HUGH MASEKELA was a world-renowned flugelhornist, trumpeter, bandleader, composer, singer and defiant political voice who remained deeply connected at home, while his international career sparkled. He was born in the town of Witbank, South Africa in 1939. At 14, the deeply respected advocator of equal rights in South Africa, Father Trevor Huddleston, provided Masekela with a trumpet and, soon after, the Huddleston Jazz Band was formed. Masekela honed his, now signature, Afro-Jazz sound in the late 1950s during a period of intense creative collaboration, most notably performing in the 1959 musical King Kong, written by Todd Matshikiza, and, soon thereafter, as a member of the now legendary South African group, the Jazz Epistles (featuring the classic line up of Kippie Moeketsi, Abdullah Ibrahim and Jonas Gwangwa).
In 1960, at 21 he left South Africa to begin 30 years in exile from the land of his birth.

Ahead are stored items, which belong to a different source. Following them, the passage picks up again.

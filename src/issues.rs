use crate::config::Config;
use crate::models::{Finding, Marker};

/// Render a marker into the issue the tracker should hold for it
///
/// Pure transformation. The title format is the identity key used by the
/// reconciler and must stay byte-stable across runs: `[<path> L<line>] <tag>`.
pub fn synthesize(marker: &Marker, config: &Config) -> Finding {
    let title = format!("[{} L{}] {}", marker.path, marker.line, marker.tag_text);

    let code_block = marker.context.join("\n").trim().to_string();
    let description = format!(
        "Probably appeared with commit {}.\n\n```{}\n{}\n```\n\n[Line in Code]({}/-/blob/main/{}#L{})",
        config.commit_sha,
        marker.code_language,
        code_block,
        config.project_url,
        marker.path,
        marker.line,
    );

    Finding { title, description }
}

/// Comment posted on an issue just before it is closed
pub fn close_comment(config: &Config) -> String {
    format!("Probably closed with commit {}", config.commit_sha)
}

On arrival in New York, he enrolled at the Manhattan School of Music. This coincided with a golden era of jazz music and the young Masekela immersed himself in the New York jazz scene where nightly he watched greats like Miles Davis, John Coltrane, Thelonious Monk, Charlie Mingus, and Max Roach. Under the tutelage of Dizzy Gillespie and Louis Armstrong, Hugh was encouraged to develop his own unique style, feeding off African rather than American influences – his debut album, released in 1963, was entitled Trumpet Africaine.
In the late 1960s, Hugh moved to Los Angeles in the heat of the ‘Summer of Love’, where he was befriended by hippie icons like David Crosby, Peter Fonda, and Dennis Hopper. In 1967 Hugh performed at the Monterey Pop Festival alongside Janis Joplin, Otis Redding, Ravi Shankar, The Who, and Jimi Hendrix. In 1968, his instrumental single ‘Grazin’ in the Grass’ went to Number One on the American pop charts and was a worldwide smash, elevating Hugh onto the international stage.

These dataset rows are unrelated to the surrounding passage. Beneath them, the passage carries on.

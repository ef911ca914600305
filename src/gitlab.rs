use crate::config::Config;
use crate::models::TrackedIssue;
use anyhow::{Context, Result};
use serde::Deserialize;
use serde_json::json;
use std::time::Duration;
use ureq::Agent;
use url::Url;

/// Global timeout for all tracker API calls (30 seconds).
const HTTP_TIMEOUT: Duration = Duration::from_secs(30);

/// Page size for list endpoints (GitLab's maximum).
const PER_PAGE: usize = 100;

/// Operations the sync pipeline needs from the issue tracker
///
/// Implemented by [`GitLabClient`] for real runs and by in-memory fakes in
/// tests, which keeps the pipeline testable without a network.
pub trait TrackerGateway {
    /// Look up a label by exact name, creating it with the given color if absent
    fn ensure_label(&self, name: &str, color: &str) -> Result<()>;

    /// List open issues carrying the given label
    fn list_open_issues(&self, label: &str) -> Result<Vec<TrackedIssue>>;

    fn create_issue(&self, title: &str, description: &str, labels: &[String]) -> Result<TrackedIssue>;

    fn add_comment(&self, issue_id: u64, body: &str) -> Result<()>;

    fn close_issue(&self, issue_id: u64) -> Result<()>;
}

#[derive(Debug, Deserialize)]
struct Label {
    name: String,
}

/// Fetch numbered pages until a short page signals the end, aggregating results
///
/// List endpoints cap responses at [`PER_PAGE`] items; stopping at the first
/// page would hand the reconciler a truncated issue list and make it re-file
/// issues that are already open.
fn collect_pages<T>(mut fetch_page: impl FnMut(usize) -> Result<Vec<T>>) -> Result<Vec<T>> {
    let mut all = Vec::new();
    let mut page = 1;
    loop {
        let batch = fetch_page(page)?;
        let last_page = batch.len() < PER_PAGE;
        all.extend(batch);
        if last_page {
            return Ok(all);
        }
        page += 1;
    }
}

/// GitLab REST adapter over the v4 API
pub struct GitLabClient {
    agent: Agent,
    host: String,
    project_id: String,
    token: String,
}

impl GitLabClient {
    pub fn new(config: &Config) -> Self {
        let agent: Agent = Agent::config_builder()
            .timeout_global(Some(HTTP_TIMEOUT))
            .build()
            .into();

        Self {
            agent,
            host: config.host.clone(),
            project_id: config.project_id.clone(),
            token: config.token.clone(),
        }
    }

    fn endpoint(&self, tail: &str) -> String {
        format!("{}/api/v4/projects/{}/{}", self.host, self.project_id, tail)
    }

    fn get_json<T: serde::de::DeserializeOwned>(&self, url: &str) -> Result<T> {
        self.agent
            .get(url)
            .header("PRIVATE-TOKEN", &self.token)
            .call()
            .with_context(|| format!("GET {url} failed"))?
            .body_mut()
            .read_json()
            .with_context(|| format!("GET {url} returned an unexpected body"))
    }

    fn list_labels(&self) -> Result<Vec<Label>> {
        collect_pages(|page| {
            let mut url = Url::parse(&self.endpoint("labels")).context("Invalid tracker URL")?;
            url.query_pairs_mut()
                .append_pair("per_page", &PER_PAGE.to_string())
                .append_pair("page", &page.to_string());
            self.get_json(url.as_str())
        })
    }

    fn create_label(&self, name: &str, color: &str) -> Result<()> {
        let url = self.endpoint("labels");
        self.agent
            .post(&url)
            .header("PRIVATE-TOKEN", &self.token)
            .send_json(json!({ "name": name, "color": color }))
            .with_context(|| format!("Failed to create label '{name}'"))?;
        Ok(())
    }
}

impl TrackerGateway for GitLabClient {
    fn ensure_label(&self, name: &str, color: &str) -> Result<()> {
        let labels = self.list_labels().context("Failed to list project labels")?;
        if labels.iter().any(|l| l.name == name) {
            // An existing label is left alone, even if its color differs.
            return Ok(());
        }
        self.create_label(name, color)
    }

    fn list_open_issues(&self, label: &str) -> Result<Vec<TrackedIssue>> {
        collect_pages(|page| {
            let mut url = Url::parse(&self.endpoint("issues")).context("Invalid tracker URL")?;
            url.query_pairs_mut()
                .append_pair("labels", label)
                .append_pair("state", "opened")
                .append_pair("per_page", &PER_PAGE.to_string())
                .append_pair("page", &page.to_string());
            self.get_json(url.as_str())
        })
        .context("Failed to list open issues")
    }

    fn create_issue(&self, title: &str, description: &str, labels: &[String]) -> Result<TrackedIssue> {
        let url = self.endpoint("issues");
        self.agent
            .post(&url)
            .header("PRIVATE-TOKEN", &self.token)
            .send_json(json!({
                "title": title,
                "description": description,
                "labels": labels.join(","),
            }))
            .with_context(|| format!("Failed to create issue '{title}'"))?
            .body_mut()
            .read_json()
            .context("Issue creation returned an unexpected body")
    }

    fn add_comment(&self, issue_id: u64, body: &str) -> Result<()> {
        let url = self.endpoint(&format!("issues/{issue_id}/notes"));
        self.agent
            .post(&url)
            .header("PRIVATE-TOKEN", &self.token)
            .send_json(json!({ "body": body }))
            .with_context(|| format!("Failed to comment on issue {issue_id}"))?;
        Ok(())
    }

    fn close_issue(&self, issue_id: u64) -> Result<()> {
        let url = self.endpoint(&format!("issues/{issue_id}"));
        self.agent
            .put(&url)
            .header("PRIVATE-TOKEN", &self.token)
            .send_json(json!({ "state_event": "close" }))
            .with_context(|| format!("Failed to close issue {issue_id}"))?;
        Ok(())
    }
}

His subsequent solo career has spanned 5 decades, during which he has released over 40 albums (and been featured on countless more) and has worked with such diverse artists as Harry Belafonte, Dizzy Gillespie, The Byrds, Fela Kuti, Marvin Gaye, Herb Alpert, Paul Simon, Stevie Wonder, and the late Miriam Makeba.
In 1990 Hugh returned home, following the unbanning of the ANC and the release of Nelson Mandela – an event anticipated in Hugh’s anti-apartheid anthem ‘Bring Home Nelson Mandela’ (1986) which had been a rallying cry around the world.
In 2004 Masekela published his compelling autobiography, Still Grazing: The Musical Journey of Hugh Masekela (co-authored with D. Michael Cheers), which Vanity Fair described thus: ‘…you’ll be in awe of the many lives packed into one.’
In June 2010 he opened the FIFA Soccer World Cup Kick-Off Concert to a global audience and performed at the event’s Opening Ceremony in Soweto’s Soccer City. Later that year he created the mesmerizing musical, Songs of Migration with the director, James Ngcobo, which drew critical acclaim and played to packed houses.
That same year, President Zuma honored him with the highest order in South Africa: The Order of Ikhamanga. 2011 saw Masekela receive a Lifetime Achievement award at the WOMEX World Music Expo in Copenhagen, the first of many. Numerous universities, including the University of York and the University of the Witwatersr and awarded him honorary doctorates. The US Virgin Islands proclaimed ‘Hugh Masekela Day’ in March 2011, soon after Hugh joined U2 on stage during the Johannesburg leg of their 360 World Tour. U2 frontman Bono described meeting and playing with Hugh as one highlight of his career.
Never one to slow down, Bra Hugh toured Europe with Paul Simon on the Graceland 25th Anniversary Tour and opening his own studio and record label, House of Masekela at 75. His final album, No Borders, picked up a SAMA for Best Adult Contemporary in 2017.
Continuing a busy international tour schedule, Hugh used his global reach to spread the word about heritage restoration in Africa – a topic that remained close to his heart. He founded the Hugh Masekela Heritage Foundation in 2015 to continue this work for generations to come.
“My biggest obsession is to show Africans and the world who the people of Africa really are,” Masekela confided – It was this commitment to his home continent that propelled him forward since he began playing the trumpet.